And if you’re really good at that, you saved it in a central radiology system across health systems. And you could go across hospitals, and you could read from anywhere in the world. That was great. And then you started getting into archiving, into what we call vendor-neutral archives. And that was the science. So, the science of radiology informatics was about, you know, the acquisition, the storage, the transmission and interpretation of radiology images.
Et ce que nous découvrons maintenant, c’est qu’il existe tout un autre niveau de complexité au-dessus de cela, c’est que nous commençons à faire de l’intelligence artificielle, nous examinons les images de manière automatisée, nous créons des alertes de soutien à la décision qui dépendent des algorithmes d’IA, et certains de ces algorithmes ne sont pas tous très clairs sur ce qui se passe.

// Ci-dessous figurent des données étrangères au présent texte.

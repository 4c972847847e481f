pub mod config;
pub mod core;

// Re-export main components for easy access
pub use config::Config;
pub use self::core::*;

Ce sont des réseaux neuronaux profonds et des algorithmes d’apprentissage, et la complexité derrière ces choses est significative. Donc, ce que j’ai trouvé, c’est que je dois vraiment élever le rôle de l’informatique en radiologie dans nos systèmes de santé et les faire nous aider à comprendre ce qui est possible. Je vais vous donner un exemple.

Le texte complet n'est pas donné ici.